| AIM OF THE TASK |
Comb the records below for the string "creds" and copy each line where it turns up.

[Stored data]
-- Opening Marker --

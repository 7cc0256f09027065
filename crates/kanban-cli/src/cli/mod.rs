use clap::Parser;

pub mod global;
pub mod root_commands;

pub use global::{GlobalFlags, OutputFormat, StoreOverrides};
pub use root_commands::Commands;

/// Top-level CLI parser for the `kanban` binary.
#[derive(Debug, Parser)]
#[command(name = "kanban", version, about = "Kanban - task records on a five-stage board")]
pub struct Cli {
    #[command(subcommand)]
    pub command: Commands,

    /// Output format: json, table, raw
    #[arg(short, long, global = true, default_value = "json")]
    pub format: OutputFormat,

    /// Quiet mode (suppress non-essential output)
    #[arg(short, long, global = true)]
    pub quiet: bool,

    /// Verbose mode (debug logging)
    #[arg(short, long, global = true)]
    pub verbose: bool,

    /// Store endpoint: a libSQL file path, ":memory:", or a libsql:// URL
    #[arg(long, global = true)]
    pub uri: Option<String>,

    /// Database namespace
    #[arg(long, global = true)]
    pub namespace: Option<String>,

    /// Collection name
    #[arg(long, global = true)]
    pub collection: Option<String>,

    /// Credentials file used when the store is not configured
    /// (defaults to resources/credentials.txt)
    #[arg(long, global = true)]
    pub credentials: Option<String>,
}

impl Cli {
    /// Extract ergonomic global flags struct for command handlers.
    #[must_use]
    pub fn global_flags(&self) -> GlobalFlags {
        GlobalFlags {
            format: self.format,
            quiet: self.quiet,
            verbose: self.verbose,
            store: StoreOverrides {
                uri: self.uri.clone(),
                namespace: self.namespace.clone(),
                collection: self.collection.clone(),
            },
            credentials: self.credentials.clone(),
        }
    }
}

#[cfg(test)]
mod tests {
    use clap::{CommandFactory, Parser};

    use super::{Cli, Commands, OutputFormat};

    #[test]
    fn clap_command_tree_is_valid() {
        Cli::command().debug_assert();
    }

    #[test]
    fn global_flags_parse_before_subcommand() {
        let cli = Cli::try_parse_from(["kanban", "--format", "table", "--verbose", "board"])
            .expect("cli should parse");

        assert_eq!(cli.format, OutputFormat::Table);
        assert!(cli.verbose);
        assert!(matches!(cli.command, Commands::Board));
    }

    #[test]
    fn global_flags_parse_after_subcommand() {
        let cli = Cli::try_parse_from(["kanban", "board", "--format", "raw", "--quiet"])
            .expect("cli should parse");

        assert_eq!(cli.format, OutputFormat::Raw);
        assert!(cli.quiet);
    }

    #[test]
    fn output_format_rejects_invalid_value() {
        let parsed = Cli::try_parse_from(["kanban", "--format", "xml", "board"]);
        assert!(parsed.is_err());
    }

    #[test]
    fn create_takes_key_and_options() {
        let cli = Cli::try_parse_from([
            "kanban", "create", "T1", "--type", "epic", "--estimate", "3H", "--parent", "E0",
        ])
        .expect("cli should parse");

        let Commands::Create(args) = cli.command else {
            panic!("expected create");
        };
        assert_eq!(args.key, "T1");
        assert_eq!(args.kind.as_deref(), Some("epic"));
        assert_eq!(args.estimate, "3H");
        assert_eq!(args.parent.as_deref(), Some("E0"));
        assert_eq!(args.description, "");
    }

    #[test]
    fn edit_rejects_parent_with_clear_parent() {
        let parsed =
            Cli::try_parse_from(["kanban", "edit", "T1", "--parent", "E1", "--clear-parent"]);
        assert!(parsed.is_err());
    }

    #[test]
    fn store_overrides_are_collected() {
        let cli = Cli::try_parse_from([
            "kanban",
            "--uri",
            "kanban.db",
            "--collection",
            "showcase",
            "--credentials",
            "creds.txt",
            "list",
        ])
        .expect("cli should parse");
        let flags = cli.global_flags();

        assert_eq!(flags.store.uri.as_deref(), Some("kanban.db"));
        assert_eq!(flags.store.namespace, None);
        assert_eq!(flags.store.collection.as_deref(), Some("showcase"));
        assert_eq!(flags.credentials.as_deref(), Some("creds.txt"));
    }
}
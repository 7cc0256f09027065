use clap::{Args, Subcommand};

/// Top-level command tree.
#[derive(Clone, Debug, Subcommand)]
pub enum Commands {
    /// Create a Draft task record.
    Create(CreateArgs),
    /// List task records, optionally filtered by status.
    List(ListArgs),
    /// Show the board: one column per status.
    Board,
    /// Show a single task record.
    Show(ShowArgs),
    /// Edit the mutable fields of a task record.
    Edit(EditArgs),
}

#[derive(Clone, Debug, Args)]
pub struct CreateArgs {
    /// Unique key of the new record.
    pub key: String,
    /// Epic, Task or Subtask (defaults to `general.default_type`).
    #[arg(long = "type")]
    pub kind: Option<String>,
    /// Free-form estimate, e.g. "3H".
    #[arg(long, default_value = "")]
    pub estimate: String,
    /// Key of the containing record.
    #[arg(long)]
    pub parent: Option<String>,
    #[arg(long, default_value = "")]
    pub description: String,
}

#[derive(Clone, Debug, Args)]
pub struct ListArgs {
    /// Draft, Open, Active, Complete or Discarded.
    #[arg(long)]
    pub status: Option<String>,
}

#[derive(Clone, Debug, Args)]
pub struct ShowArgs {
    pub key: String,
}

#[derive(Clone, Debug, Args)]
pub struct EditArgs {
    pub key: String,
    #[arg(long = "type")]
    pub kind: Option<String>,
    #[arg(long)]
    pub status: Option<String>,
    #[arg(long)]
    pub time_spent: Option<String>,
    #[arg(long)]
    pub description: Option<String>,
    #[arg(long, conflicts_with = "clear_parent")]
    pub parent: Option<String>,
    /// Remove the parent link.
    #[arg(long)]
    pub clear_parent: bool,
    /// Comment for the history entry appended by this edit.
    #[arg(long)]
    pub comment: Option<String>,
}
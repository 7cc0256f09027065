//! CLI response types returned by `kanban` commands.

use schemars::JsonSchema;
use serde::Serialize;

use crate::entities::TaskRecord;
use crate::enums::TaskStatus;

/// Result of a conditional write (`kanban create`, `kanban edit`).
#[derive(Debug, Clone, Serialize, JsonSchema, PartialEq, Eq)]
pub struct WriteOutcome {
    pub key: String,
    pub written: bool,
    pub message: String,
}

impl WriteOutcome {
    #[must_use]
    pub fn inserted(key: &str, written: bool) -> Self {
        let message = if written {
            "Item inserted"
        } else {
            "Item not inserted: key already exists"
        };
        Self {
            key: key.to_string(),
            written,
            message: message.to_string(),
        }
    }

    #[must_use]
    pub fn updated(key: &str, written: bool) -> Self {
        let message = if written {
            "Item updated"
        } else {
            "Item not updated: key does not exist"
        };
        Self {
            key: key.to_string(),
            written,
            message: message.to_string(),
        }
    }
}

/// One status column of the board.
#[derive(Debug, Clone, Serialize, JsonSchema, PartialEq, Eq)]
pub struct BoardColumn {
    pub status: TaskStatus,
    pub records: Vec<TaskRecord>,
}

/// Response from `kanban board`: one column per status, in board order.
#[derive(Debug, Clone, Serialize, JsonSchema, PartialEq, Eq)]
pub struct BoardResponse {
    pub columns: Vec<BoardColumn>,
}

impl BoardResponse {
    /// Number of rows needed to show the tallest column.
    #[must_use]
    pub fn depth(&self) -> usize {
        self.columns
            .iter()
            .map(|column| column.records.len())
            .max()
            .unwrap_or(0)
    }
}
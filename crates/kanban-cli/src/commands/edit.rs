use chrono::{Local, NaiveDateTime};
use kanban_core::responses::WriteOutcome;
use kanban_core::{HistoryEntry, TaskRecord, TaskStatus, TaskType};

use crate::cli::GlobalFlags;
use crate::cli::root_commands::EditArgs;
use crate::commands::shared::parse::parse_enum;
use crate::commands::shared::report_write;
use crate::context::AppContext;

pub struct Params {
    pub key: String,
    pub kind: Option<String>,
    pub status: Option<String>,
    pub time_spent: Option<String>,
    pub description: Option<String>,
    pub parent: Option<String>,
    pub clear_parent: bool,
    pub comment: Option<String>,
}

impl From<EditArgs> for Params {
    fn from(args: EditArgs) -> Self {
        Self {
            key: args.key,
            kind: args.kind,
            status: args.status,
            time_spent: args.time_spent,
            description: args.description,
            parent: args.parent,
            clear_parent: args.clear_parent,
            comment: args.comment,
        }
    }
}

pub async fn run(params: Params, ctx: &AppContext, flags: &GlobalFlags) -> anyhow::Result<()> {
    validate_edit_params(&params)?;

    let Some(mut record) = ctx.gateway.find(&params.key).await? else {
        return report_write(&WriteOutcome::updated(&params.key, false), flags);
    };

    let changes = apply_edit(&mut record, &params)?;
    let entry = history_entry(
        params.comment.as_deref(),
        &changes,
        ctx.config.general.record_history,
        Local::now().naive_local(),
    );
    if let Some(entry) = entry {
        record.record(entry);
    }

    let written = ctx.gateway.update(&record).await?;
    report_write(&WriteOutcome::updated(&record.key, written), flags)
}

fn validate_edit_params(params: &Params) -> anyhow::Result<()> {
    if params.kind.is_none()
        && params.status.is_none()
        && params.time_spent.is_none()
        && params.description.is_none()
        && params.parent.is_none()
        && !params.clear_parent
        && params.comment.is_none()
    {
        anyhow::bail!(
            "At least one of --type, --status, --time-spent, --description, --parent, --clear-parent, or --comment must be provided"
        );
    }
    Ok(())
}

/// Apply the requested changes to the mutable fields and describe each one.
fn apply_edit(record: &mut TaskRecord, params: &Params) -> anyhow::Result<Vec<String>> {
    let mut changes = Vec::new();

    if let Some(raw) = params.kind.as_deref() {
        let kind = parse_enum::<TaskType>(raw, "type")?;
        if kind != record.kind {
            changes.push(format!("type: {} -> {kind}", record.kind));
            record.kind = kind;
        }
    }
    if let Some(raw) = params.status.as_deref() {
        let status = parse_enum::<TaskStatus>(raw, "status")?;
        if status != record.status {
            changes.push(format!("status: {} -> {status}", record.status));
            record.status = status;
        }
    }
    if let Some(time_spent) = &params.time_spent {
        if *time_spent != record.time_spent {
            changes.push(format!("time_spent: {} -> {time_spent}", record.time_spent));
            record.time_spent.clone_from(time_spent);
        }
    }
    if let Some(description) = &params.description {
        if *description != record.description {
            changes.push("description updated".to_string());
            record.description.clone_from(description);
        }
    }

    let parent = if params.clear_parent {
        Some(None)
    } else {
        params.parent.clone().map(Some)
    };
    if let Some(parent) = parent {
        if parent != record.parent {
            changes.push(format!(
                "parent: {} -> {}",
                record.parent.as_deref().unwrap_or("none"),
                parent.as_deref().unwrap_or("none")
            ));
            record.parent = parent;
        }
    }

    Ok(changes)
}

/// An explicit comment is always recorded; otherwise the change summary is,
/// when history recording is on and something changed.
fn history_entry(
    comment: Option<&str>,
    changes: &[String],
    record_history: bool,
    at: NaiveDateTime,
) -> Option<HistoryEntry> {
    match comment {
        Some(text) => Some(HistoryEntry::comment(at, text)),
        None if record_history && !changes.is_empty() => {
            Some(HistoryEntry::comment(at, changes.join("; ")))
        }
        None => None,
    }
}
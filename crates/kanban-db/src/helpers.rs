//! Row-to-document helpers.
//!
//! Documents are stored as JSON text in the `body` column. These helpers
//! isolate the JSON encoding so the gateway only deals in `Document`s and
//! `TaskRecord`s.

use kanban_core::{Document, TaskRecord};
use serde_json::Value;

use crate::error::DatabaseError;

/// Parse a `body` column into a document.
///
/// # Errors
///
/// Returns `DatabaseError::Query` if the text is not a JSON object.
pub fn parse_document(body: &str) -> Result<Document, DatabaseError> {
    match serde_json::from_str::<Value>(body) {
        Ok(Value::Object(map)) => Ok(map),
        Ok(other) => Err(DatabaseError::Query(format!(
            "stored document is not an object: {other}"
        ))),
        Err(e) => Err(DatabaseError::Query(format!("Invalid JSON in body: {e}"))),
    }
}

/// Encode a document as `body` column text.
///
/// # Errors
///
/// Returns `DatabaseError::Other` if serialization fails.
pub fn document_text(doc: &Document) -> Result<String, DatabaseError> {
    serde_json::to_string(doc).map_err(|e| DatabaseError::Other(e.into()))
}

/// Read every `body` column from a result set and decode it.
///
/// # Errors
///
/// Returns `DatabaseError` if a row cannot be read, is not valid JSON, or is
/// missing a record field.
pub async fn collect_records(mut rows: libsql::Rows) -> Result<Vec<TaskRecord>, DatabaseError> {
    let mut records = Vec::new();
    while let Some(row) = rows.next().await? {
        let doc = parse_document(&row.get::<String>(0)?)?;
        records.push(TaskRecord::from_document(&doc)?);
    }
    Ok(records)
}

#[cfg(test)]
mod tests {
    use super::*;

    #[test]
    fn parses_object_bodies() {
        let doc = parse_document(r#"{"key": "T1"}"#).unwrap();
        assert_eq!(doc["key"], "T1");
    }

    #[test]
    fn rejects_non_objects() {
        assert!(matches!(parse_document("[1, 2]"), Err(DatabaseError::Query(_))));
        assert!(matches!(parse_document("{not json"), Err(DatabaseError::Query(_))));
    }

    #[test]
    fn document_text_roundtrip() {
        let doc = parse_document(r#"{"key":"T1","parent":null}"#).unwrap();
        let text = document_text(&doc).unwrap();
        assert_eq!(parse_document(&text).unwrap(), doc);
    }
}
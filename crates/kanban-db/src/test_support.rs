//! Shared test utilities for kanban-db unit tests.

#[cfg(test)]
pub(crate) mod helpers {
    use kanban_core::{TaskRecord, TaskStatus, TaskType};

    use crate::{KanbanDb, StoreGateway};

    /// In-memory gateway on namespace `kanban`, collection `tasks`.
    pub async fn test_gateway() -> StoreGateway {
        let db = KanbanDb::open_local(":memory:").await.unwrap();
        StoreGateway::from_db(db, "kanban", "tasks")
    }

    /// A Draft task with fixed timestamps.
    pub fn sample_record(key: &str) -> TaskRecord {
        TaskRecord {
            key: key.to_string(),
            kind: TaskType::Task,
            creation: "2024-01-01-10-00".into(),
            estimate: "3H".into(),
            time_spent: "0".into(),
            status: TaskStatus::Draft,
            description: "fix bug".into(),
            parent: None,
            history: Vec::new(),
        }
    }
}
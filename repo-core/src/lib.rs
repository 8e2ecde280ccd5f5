//! # repo-core
//!
//! Pure logic for BaseKit repositories (no I/O, instant tests).
//!
//! This crate holds the value types shared by every repository: the
//! three-state lifecycle, the error taxonomy and the weak observer registry.
//! Nothing here is async; the synchronization engine that drives these types
//! lives in `basekit-repo`.
//!
//! ## Design Philosophy
//!
//! [`RepositoryState`] is a snapshot, not a state machine. Transitions are
//! decided in exactly one place (the synchronizer), which keeps this crate
//! free of locking and easy to reason about.

#![warn(missing_docs)]
#![warn(clippy::all)]

pub mod error;
pub mod observer;
pub mod state;

pub use error::{RepositoryError, SourceError, SyncError};
pub use observer::{ObserverRegistry, RepositoryObserver};
pub use state::{RepositoryData, RepositoryState};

-- Closing Marker --

| TASK ANSWER |
            "creds.txt",
        assert_eq!(flags.credentials.as_deref(), Some("creds.txt"));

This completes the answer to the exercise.